What is not fully realistic is the title. Not because $100K is impossible — some people will reach it in 2026 — but because the path Dunlap walked in 2016 to 2019 has been structurally altered by forces she did not create and cannot fix through financial education alone. Goldman Sachs estimates AI is currently displacing on the order of 11,000 U.S. jobs a month, concentrated at the entry level. The unemployment rate for young degree-holders is now consistently higher than overall unemployment — a reversal from recent labor trends that many blame on AI replacing entry-level knowledge work.

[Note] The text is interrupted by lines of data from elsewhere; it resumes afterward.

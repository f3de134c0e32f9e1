use std::fmt;
use std::str::FromStr;

use chrono::{DateTime, Utc};
use serde::{Deserialize, Serialize};

use crate::analysis::Finding;
use crate::db::item_repo::ItemRow;
use crate::db::job_repo::JobRow;
use crate::db::{parse_timestamp, DatabaseError};
use crate::pipeline::ItemStatus;
use crate::quota::Resource;

#[derive(Debug, Clone, Copy, PartialEq, Eq, Hash, Serialize, Deserialize)]
#[serde(rename_all = "lowercase")]
pub enum JobStatus {
    Queued,
    Processing,
    Completed,
    Failed,
}

impl JobStatus {
    pub fn as_str(&self) -> &'static str {
        match self {
            JobStatus::Queued => "queued",
            JobStatus::Processing => "processing",
            JobStatus::Completed => "completed",
            JobStatus::Failed => "failed",
        }
    }

    pub fn is_terminal(&self) -> bool {
        matches!(self, JobStatus::Completed | JobStatus::Failed)
    }
}

impl fmt::Display for JobStatus {
    fn fmt(&self, f: &mut fmt::Formatter<'_>) -> fmt::Result {
        f.write_str(self.as_str())
    }
}

impl FromStr for JobStatus {
    type Err = String;

    fn from_str(s: &str) -> Result<Self, Self::Err> {
        match s {
            "queued" => Ok(JobStatus::Queued),
            "processing" => Ok(JobStatus::Processing),
            "completed" => Ok(JobStatus::Completed),
            "failed" => Ok(JobStatus::Failed),
            other => Err(format!("unknown job status '{}'", other)),
        }
    }
}

/// What a job is billed as. Both kinds run the same fetch and analyze
/// stages per item.
#[derive(Debug, Clone, Copy, PartialEq, Eq, Hash, Serialize, Deserialize)]
#[serde(rename_all = "lowercase")]
pub enum JobKind {
    Analysis,
    Export,
}

impl JobKind {
    pub fn as_str(&self) -> &'static str {
        match self {
            JobKind::Analysis => "analysis",
            JobKind::Export => "export",
        }
    }

    /// The quota counter a job of this kind consumes, one unit per item.
    pub fn resource(&self) -> Resource {
        match self {
            JobKind::Analysis => Resource::ItemsProcessed,
            JobKind::Export => Resource::ExportCount,
        }
    }
}

impl fmt::Display for JobKind {
    fn fmt(&self, f: &mut fmt::Formatter<'_>) -> fmt::Result {
        f.write_str(self.as_str())
    }
}

impl FromStr for JobKind {
    type Err = String;

    fn from_str(s: &str) -> Result<Self, Self::Err> {
        match s {
            "analysis" => Ok(JobKind::Analysis),
            "export" => Ok(JobKind::Export),
            other => Err(format!("unknown job kind '{}'", other)),
        }
    }
}

/// Queue priority. Ordering follows scheduling order: `High` is greatest.
#[derive(
    Debug, Clone, Copy, Default, PartialEq, Eq, PartialOrd, Ord, Hash, Serialize, Deserialize,
)]
#[serde(rename_all = "lowercase")]
pub enum JobPriority {
    Low,
    #[default]
    Normal,
    High,
}

impl JobPriority {
    pub fn as_str(&self) -> &'static str {
        match self {
            JobPriority::Low => "low",
            JobPriority::Normal => "normal",
            JobPriority::High => "high",
        }
    }
}

impl fmt::Display for JobPriority {
    fn fmt(&self, f: &mut fmt::Formatter<'_>) -> fmt::Result {
        f.write_str(self.as_str())
    }
}

impl FromStr for JobPriority {
    type Err = String;

    fn from_str(s: &str) -> Result<Self, Self::Err> {
        match s {
            "low" => Ok(JobPriority::Low),
            "normal" => Ok(JobPriority::Normal),
            "high" => Ok(JobPriority::High),
            other => Err(format!("unknown job priority '{}'", other)),
        }
    }
}

/// `round(completed / total * 100)`. An empty job is 100% once completed.
pub fn progress_percent(status: JobStatus, completed: i64, total: i64) -> u8 {
    if total <= 0 {
        return if status == JobStatus::Completed { 100 } else { 0 };
    }
    let ratio = completed.clamp(0, total) as f64 / total as f64;
    (ratio * 100.0).round() as u8
}

/// Snapshot of a durable job.
#[derive(Debug, Clone, PartialEq, Eq, Serialize, Deserialize)]
#[serde(rename_all = "camelCase")]
pub struct BatchJob {
    pub id: String,
    pub owner_id: String,
    pub kind: JobKind,
    pub status: JobStatus,
    pub priority: JobPriority,
    pub total_items: i64,
    /// Items that reached a terminal state, failed ones included.
    pub completed_items: i64,
    pub failed_items: i64,
    pub progress_percent: u8,
    pub created_at: DateTime<Utc>,
    pub updated_at: DateTime<Utc>,
    #[serde(skip_serializing_if = "Option::is_none")]
    pub started_at: Option<DateTime<Utc>>,
    #[serde(skip_serializing_if = "Option::is_none")]
    pub completed_at: Option<DateTime<Utc>>,
    #[serde(skip_serializing_if = "Option::is_none")]
    pub error_message: Option<String>,
    #[serde(skip_serializing_if = "Option::is_none")]
    pub result_summary: Option<String>,
}

fn corrupt(reason: String) -> DatabaseError {
    DatabaseError::Corrupt {
        table: "batch_jobs",
        reason,
    }
}

fn parse_optional(s: Option<&str>, table: &'static str) -> Result<Option<DateTime<Utc>>, DatabaseError> {
    s.map(|s| parse_timestamp(s, table)).transpose()
}

impl BatchJob {
    pub fn from_row(row: &JobRow) -> Result<Self, DatabaseError> {
        let status: JobStatus = row.status.parse().map_err(corrupt)?;
        Ok(Self {
            id: row.id.clone(),
            owner_id: row.owner_id.clone(),
            kind: row.kind.parse().map_err(corrupt)?,
            status,
            priority: row.priority.parse().map_err(corrupt)?,
            total_items: row.total_items,
            completed_items: row.completed_items,
            failed_items: row.failed_items,
            progress_percent: progress_percent(status, row.completed_items, row.total_items),
            created_at: parse_timestamp(&row.created_at, "batch_jobs")?,
            updated_at: parse_timestamp(&row.updated_at, "batch_jobs")?,
            started_at: parse_optional(row.started_at.as_deref(), "batch_jobs")?,
            completed_at: parse_optional(row.completed_at.as_deref(), "batch_jobs")?,
            error_message: row.error_message.clone(),
            result_summary: row.result_summary.clone(),
        })
    }
}

/// Durable per-item result of a job.
#[derive(Debug, Clone, PartialEq, Serialize, Deserialize)]
#[serde(rename_all = "camelCase")]
pub struct JobItem {
    pub job_id: String,
    pub position: usize,
    pub url: String,
    pub status: ItemStatus,
    #[serde(skip_serializing_if = "Option::is_none")]
    pub error_reason: Option<String>,
    #[serde(skip_serializing_if = "Option::is_none")]
    pub title: Option<String>,
    #[serde(skip_serializing_if = "Option::is_none")]
    pub venue: Option<String>,
    #[serde(default)]
    pub findings: Vec<Finding>,
    pub updated_at: DateTime<Utc>,
}

impl JobItem {
    pub fn from_row(row: &ItemRow) -> Result<Self, DatabaseError> {
        let item_corrupt = |reason: String| DatabaseError::Corrupt {
            table: "job_items",
            reason,
        };
        let findings = match row.findings.as_deref() {
            Some(json) => serde_json::from_str(json)
                .map_err(|e| item_corrupt(format!("bad findings JSON: {}", e)))?,
            None => Vec::new(),
        };
        Ok(Self {
            job_id: row.job_id.clone(),
            position: usize::try_from(row.position)
                .map_err(|_| item_corrupt(format!("negative position {}", row.position)))?,
            url: row.url.clone(),
            status: row.status.parse().map_err(item_corrupt)?,
            error_reason: row.error_reason.clone(),
            title: row.title.clone(),
            venue: row.venue.clone(),
            findings,
            updated_at: parse_timestamp(&row.updated_at, "job_items")?,
        })
    }
}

In that environment, a 22-year-old following Dunlap’s blueprint needs more than financial discipline. She needs luck with the job market. She needs a field that AI has not yet disrupted at the entry level. She needs a cost-of-living situation that leaves enough margin to save after covering rent and student loans. And she needs a starting point — free of debt, with family financial support, in a city with genuine career opportunities — that is not as universal as the aspirational framing of the Her First $100K brand tends to suggest.

The advice is real. The mission is real. The community Dunlap has built is real and genuinely empowering. What the 2026 AI job market demands is that she — and her audience — hold the framework with both hands: taking what is true and useful from it, while being honest about the structural conditions that make the headline milestone considerably harder to reach than the origin story implies.

The DMs have always been right about one thing: it is not 2019 anymore.


Quick Facts: Tori Dunlap was born in Tacoma, Washington. She attended the University of Portland, graduating debt-free. She saved $100,000 before age 25 in 2019 while working as a digital marketing manager in Seattle. She founded Her First $100K in 2016. The business grossed $3.4 million in 2021. Her Financial Feminist podcast has 4 million downloads. Her estimated net worth ranges from $1.5 million to $7 million. She is a Forbes 30 Under 30 honoree and New York Times bestselling author. Recent college graduate unemployment reached 5.8% in Q1 2025. Big tech entry-level hiring is down 50% from pre-pandemic levels. AI displaced approximately 55,000 jobs directly in 2025, per Challenger, Gray & Christmas.